### Task directions:
Scan the listing below. Report each line that includes "title".

### Given entries:
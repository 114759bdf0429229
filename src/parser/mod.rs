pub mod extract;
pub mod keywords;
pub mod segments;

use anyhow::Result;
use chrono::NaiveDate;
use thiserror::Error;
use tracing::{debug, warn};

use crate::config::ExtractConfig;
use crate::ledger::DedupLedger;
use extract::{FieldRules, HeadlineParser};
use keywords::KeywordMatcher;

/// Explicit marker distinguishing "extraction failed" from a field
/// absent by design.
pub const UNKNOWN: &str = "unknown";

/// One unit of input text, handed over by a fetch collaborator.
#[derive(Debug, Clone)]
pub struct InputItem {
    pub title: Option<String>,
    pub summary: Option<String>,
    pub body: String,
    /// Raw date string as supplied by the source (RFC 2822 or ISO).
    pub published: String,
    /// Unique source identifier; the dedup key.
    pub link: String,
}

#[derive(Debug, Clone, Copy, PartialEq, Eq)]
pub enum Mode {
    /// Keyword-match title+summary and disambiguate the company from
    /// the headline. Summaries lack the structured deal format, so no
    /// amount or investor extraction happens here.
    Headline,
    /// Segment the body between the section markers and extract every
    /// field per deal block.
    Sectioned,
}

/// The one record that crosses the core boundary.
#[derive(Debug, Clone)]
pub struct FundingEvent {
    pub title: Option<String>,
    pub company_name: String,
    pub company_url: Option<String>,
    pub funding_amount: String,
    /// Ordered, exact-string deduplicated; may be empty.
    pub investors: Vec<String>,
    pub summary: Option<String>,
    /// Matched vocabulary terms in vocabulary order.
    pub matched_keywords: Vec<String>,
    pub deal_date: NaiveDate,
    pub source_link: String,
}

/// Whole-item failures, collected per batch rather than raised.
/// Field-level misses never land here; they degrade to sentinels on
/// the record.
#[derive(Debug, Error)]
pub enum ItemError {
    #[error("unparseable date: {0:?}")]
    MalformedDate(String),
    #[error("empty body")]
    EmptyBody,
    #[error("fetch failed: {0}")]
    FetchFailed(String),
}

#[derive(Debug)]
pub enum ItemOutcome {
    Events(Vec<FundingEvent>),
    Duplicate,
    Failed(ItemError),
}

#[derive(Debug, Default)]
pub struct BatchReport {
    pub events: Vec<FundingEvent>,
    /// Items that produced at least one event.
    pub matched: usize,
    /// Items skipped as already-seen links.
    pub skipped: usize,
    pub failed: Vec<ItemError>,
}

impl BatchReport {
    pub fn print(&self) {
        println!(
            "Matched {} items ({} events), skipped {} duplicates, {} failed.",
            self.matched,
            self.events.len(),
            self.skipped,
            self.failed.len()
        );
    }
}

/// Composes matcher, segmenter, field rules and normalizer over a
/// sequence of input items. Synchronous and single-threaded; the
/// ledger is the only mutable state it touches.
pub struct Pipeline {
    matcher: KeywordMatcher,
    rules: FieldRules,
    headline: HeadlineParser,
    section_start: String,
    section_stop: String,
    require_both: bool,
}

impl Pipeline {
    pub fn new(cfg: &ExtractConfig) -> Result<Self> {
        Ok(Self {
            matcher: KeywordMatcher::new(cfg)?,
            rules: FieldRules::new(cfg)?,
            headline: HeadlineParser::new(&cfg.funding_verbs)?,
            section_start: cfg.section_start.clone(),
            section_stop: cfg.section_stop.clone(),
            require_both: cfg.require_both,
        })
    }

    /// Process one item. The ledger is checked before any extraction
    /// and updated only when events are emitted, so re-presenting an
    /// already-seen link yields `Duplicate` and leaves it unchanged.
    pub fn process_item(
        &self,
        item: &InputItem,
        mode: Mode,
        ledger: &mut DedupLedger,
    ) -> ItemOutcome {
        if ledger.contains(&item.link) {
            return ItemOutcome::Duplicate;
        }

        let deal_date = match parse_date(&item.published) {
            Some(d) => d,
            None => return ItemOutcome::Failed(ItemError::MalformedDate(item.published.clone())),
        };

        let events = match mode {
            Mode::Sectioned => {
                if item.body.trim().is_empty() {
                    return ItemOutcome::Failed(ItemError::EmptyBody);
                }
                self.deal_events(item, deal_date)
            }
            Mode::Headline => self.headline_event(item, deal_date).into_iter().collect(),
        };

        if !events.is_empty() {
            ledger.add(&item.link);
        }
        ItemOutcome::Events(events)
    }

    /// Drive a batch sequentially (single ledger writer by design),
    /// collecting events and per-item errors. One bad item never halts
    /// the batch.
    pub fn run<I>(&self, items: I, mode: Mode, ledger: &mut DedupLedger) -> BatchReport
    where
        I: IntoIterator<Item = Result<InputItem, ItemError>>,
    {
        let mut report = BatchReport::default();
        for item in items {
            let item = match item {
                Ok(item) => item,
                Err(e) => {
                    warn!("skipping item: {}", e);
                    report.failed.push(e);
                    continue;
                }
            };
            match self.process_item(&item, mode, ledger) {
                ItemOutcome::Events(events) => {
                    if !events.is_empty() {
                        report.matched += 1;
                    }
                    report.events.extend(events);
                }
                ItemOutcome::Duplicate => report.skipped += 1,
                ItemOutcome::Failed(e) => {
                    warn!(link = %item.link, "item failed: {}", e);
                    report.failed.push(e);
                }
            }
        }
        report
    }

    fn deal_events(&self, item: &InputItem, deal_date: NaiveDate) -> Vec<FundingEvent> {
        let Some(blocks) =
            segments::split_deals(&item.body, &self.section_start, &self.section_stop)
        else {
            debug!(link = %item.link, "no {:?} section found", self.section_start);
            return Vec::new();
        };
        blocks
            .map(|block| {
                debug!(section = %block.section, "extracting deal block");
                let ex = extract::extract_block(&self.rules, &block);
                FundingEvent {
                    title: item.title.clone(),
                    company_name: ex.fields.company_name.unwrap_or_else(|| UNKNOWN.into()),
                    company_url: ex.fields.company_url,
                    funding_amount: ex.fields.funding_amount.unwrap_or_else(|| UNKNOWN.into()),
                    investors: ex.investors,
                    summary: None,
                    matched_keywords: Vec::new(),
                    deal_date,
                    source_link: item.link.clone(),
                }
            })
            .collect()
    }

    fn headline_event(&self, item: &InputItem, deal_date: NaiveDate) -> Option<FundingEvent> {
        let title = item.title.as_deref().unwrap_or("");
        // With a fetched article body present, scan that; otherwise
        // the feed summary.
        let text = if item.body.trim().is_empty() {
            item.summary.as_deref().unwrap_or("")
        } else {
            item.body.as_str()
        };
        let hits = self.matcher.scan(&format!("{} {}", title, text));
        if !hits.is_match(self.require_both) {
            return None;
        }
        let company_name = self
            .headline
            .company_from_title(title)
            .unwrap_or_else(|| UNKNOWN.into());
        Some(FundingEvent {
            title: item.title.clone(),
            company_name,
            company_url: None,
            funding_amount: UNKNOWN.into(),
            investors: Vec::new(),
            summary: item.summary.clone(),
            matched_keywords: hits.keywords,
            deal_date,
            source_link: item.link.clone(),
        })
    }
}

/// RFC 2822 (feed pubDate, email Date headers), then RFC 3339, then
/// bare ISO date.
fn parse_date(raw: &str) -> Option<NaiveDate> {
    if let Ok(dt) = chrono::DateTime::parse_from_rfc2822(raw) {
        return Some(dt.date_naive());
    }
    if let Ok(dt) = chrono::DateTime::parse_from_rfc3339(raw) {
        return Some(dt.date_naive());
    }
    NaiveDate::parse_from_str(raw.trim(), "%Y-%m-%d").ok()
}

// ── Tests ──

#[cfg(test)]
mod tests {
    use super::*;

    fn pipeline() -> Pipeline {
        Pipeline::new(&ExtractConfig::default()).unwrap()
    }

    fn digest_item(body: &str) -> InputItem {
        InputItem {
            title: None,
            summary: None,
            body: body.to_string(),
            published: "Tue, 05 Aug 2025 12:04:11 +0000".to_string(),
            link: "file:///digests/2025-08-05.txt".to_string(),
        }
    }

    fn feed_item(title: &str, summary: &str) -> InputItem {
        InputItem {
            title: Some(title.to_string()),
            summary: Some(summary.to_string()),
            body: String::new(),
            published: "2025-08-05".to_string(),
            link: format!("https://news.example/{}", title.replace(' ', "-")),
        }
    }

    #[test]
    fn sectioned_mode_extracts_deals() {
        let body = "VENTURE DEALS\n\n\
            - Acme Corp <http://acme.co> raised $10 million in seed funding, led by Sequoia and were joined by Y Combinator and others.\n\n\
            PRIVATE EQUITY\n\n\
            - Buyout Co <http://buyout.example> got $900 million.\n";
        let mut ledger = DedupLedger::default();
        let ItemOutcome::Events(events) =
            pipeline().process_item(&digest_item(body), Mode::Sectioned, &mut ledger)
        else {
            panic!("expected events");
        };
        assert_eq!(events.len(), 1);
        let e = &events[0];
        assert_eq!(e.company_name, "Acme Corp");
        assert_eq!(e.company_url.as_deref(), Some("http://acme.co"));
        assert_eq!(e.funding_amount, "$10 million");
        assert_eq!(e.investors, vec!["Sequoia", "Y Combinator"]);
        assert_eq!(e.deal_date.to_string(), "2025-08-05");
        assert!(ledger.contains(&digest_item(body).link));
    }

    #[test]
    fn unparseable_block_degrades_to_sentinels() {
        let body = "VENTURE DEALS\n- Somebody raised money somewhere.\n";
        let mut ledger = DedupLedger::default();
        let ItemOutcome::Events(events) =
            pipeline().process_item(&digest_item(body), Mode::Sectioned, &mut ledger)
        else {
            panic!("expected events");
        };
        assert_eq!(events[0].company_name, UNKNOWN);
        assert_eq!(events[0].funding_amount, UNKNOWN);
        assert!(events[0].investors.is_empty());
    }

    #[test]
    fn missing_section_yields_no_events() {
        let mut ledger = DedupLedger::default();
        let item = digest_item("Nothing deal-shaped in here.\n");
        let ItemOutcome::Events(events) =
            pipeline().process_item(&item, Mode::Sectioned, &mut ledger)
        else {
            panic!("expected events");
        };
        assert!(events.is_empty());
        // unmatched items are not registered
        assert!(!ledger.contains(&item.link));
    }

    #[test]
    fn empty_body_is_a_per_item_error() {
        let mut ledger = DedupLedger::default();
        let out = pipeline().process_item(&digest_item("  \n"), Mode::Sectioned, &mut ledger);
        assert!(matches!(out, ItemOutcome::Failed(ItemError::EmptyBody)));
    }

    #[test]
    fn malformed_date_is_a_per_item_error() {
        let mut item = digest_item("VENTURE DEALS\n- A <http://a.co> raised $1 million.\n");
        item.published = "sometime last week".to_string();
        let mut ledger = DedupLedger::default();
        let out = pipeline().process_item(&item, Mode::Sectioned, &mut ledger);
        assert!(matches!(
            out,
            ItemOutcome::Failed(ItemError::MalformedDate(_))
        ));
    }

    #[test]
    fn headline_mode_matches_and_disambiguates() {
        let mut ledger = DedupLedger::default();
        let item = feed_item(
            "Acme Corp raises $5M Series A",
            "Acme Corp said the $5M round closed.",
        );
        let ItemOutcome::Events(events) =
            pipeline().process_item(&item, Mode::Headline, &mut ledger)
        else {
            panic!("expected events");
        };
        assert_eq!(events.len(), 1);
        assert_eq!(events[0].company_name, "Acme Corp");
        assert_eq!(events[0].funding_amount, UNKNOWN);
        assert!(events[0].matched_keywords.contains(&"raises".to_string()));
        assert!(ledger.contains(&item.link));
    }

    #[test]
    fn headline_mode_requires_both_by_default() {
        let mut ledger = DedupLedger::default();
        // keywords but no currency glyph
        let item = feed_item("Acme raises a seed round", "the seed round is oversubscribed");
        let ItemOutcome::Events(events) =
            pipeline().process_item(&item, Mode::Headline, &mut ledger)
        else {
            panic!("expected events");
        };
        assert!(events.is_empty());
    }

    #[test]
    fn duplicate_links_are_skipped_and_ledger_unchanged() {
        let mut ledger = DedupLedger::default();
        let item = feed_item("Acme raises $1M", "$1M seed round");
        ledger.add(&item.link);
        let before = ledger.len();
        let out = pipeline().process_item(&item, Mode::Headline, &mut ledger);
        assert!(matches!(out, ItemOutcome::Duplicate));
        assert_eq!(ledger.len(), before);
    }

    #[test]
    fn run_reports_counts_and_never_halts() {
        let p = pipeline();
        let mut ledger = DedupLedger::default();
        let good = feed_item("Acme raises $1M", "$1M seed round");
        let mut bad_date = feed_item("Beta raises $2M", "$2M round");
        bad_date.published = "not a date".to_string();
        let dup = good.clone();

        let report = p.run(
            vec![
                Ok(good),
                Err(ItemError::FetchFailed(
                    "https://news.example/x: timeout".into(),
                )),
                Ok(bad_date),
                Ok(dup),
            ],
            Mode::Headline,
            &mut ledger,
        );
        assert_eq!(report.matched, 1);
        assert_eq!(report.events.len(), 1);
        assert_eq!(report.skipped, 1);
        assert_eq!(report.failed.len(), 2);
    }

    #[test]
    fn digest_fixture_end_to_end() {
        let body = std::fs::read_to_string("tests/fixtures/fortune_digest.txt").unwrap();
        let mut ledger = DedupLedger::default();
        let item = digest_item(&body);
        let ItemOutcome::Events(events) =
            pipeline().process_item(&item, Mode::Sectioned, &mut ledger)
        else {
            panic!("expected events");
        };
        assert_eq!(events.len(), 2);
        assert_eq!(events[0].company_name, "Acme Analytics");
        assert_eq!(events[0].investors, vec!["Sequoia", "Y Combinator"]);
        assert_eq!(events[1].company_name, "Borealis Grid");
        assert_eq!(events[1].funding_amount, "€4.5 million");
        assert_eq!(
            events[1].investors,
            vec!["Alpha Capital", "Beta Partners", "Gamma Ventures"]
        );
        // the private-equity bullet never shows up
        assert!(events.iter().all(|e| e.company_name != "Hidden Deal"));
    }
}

### Task response:
    pub title: Option<String>,
    /// Keyword-match title+summary and disambiguate the company from
    pub title: Option<String>,
                    title: item.title.clone(),
        let title = item.title.as_deref().unwrap_or("");
        let hits = self.matcher.scan(&format!("{} {}", title, text));
            .company_from_title(title)
            title: item.title.clone(),
            title: None,
    fn feed_item(title: &str, summary: &str) -> InputItem {
            title: Some(title.to_string()),
            link: format!("https://news.example/{}", title.replace(' ', "-")),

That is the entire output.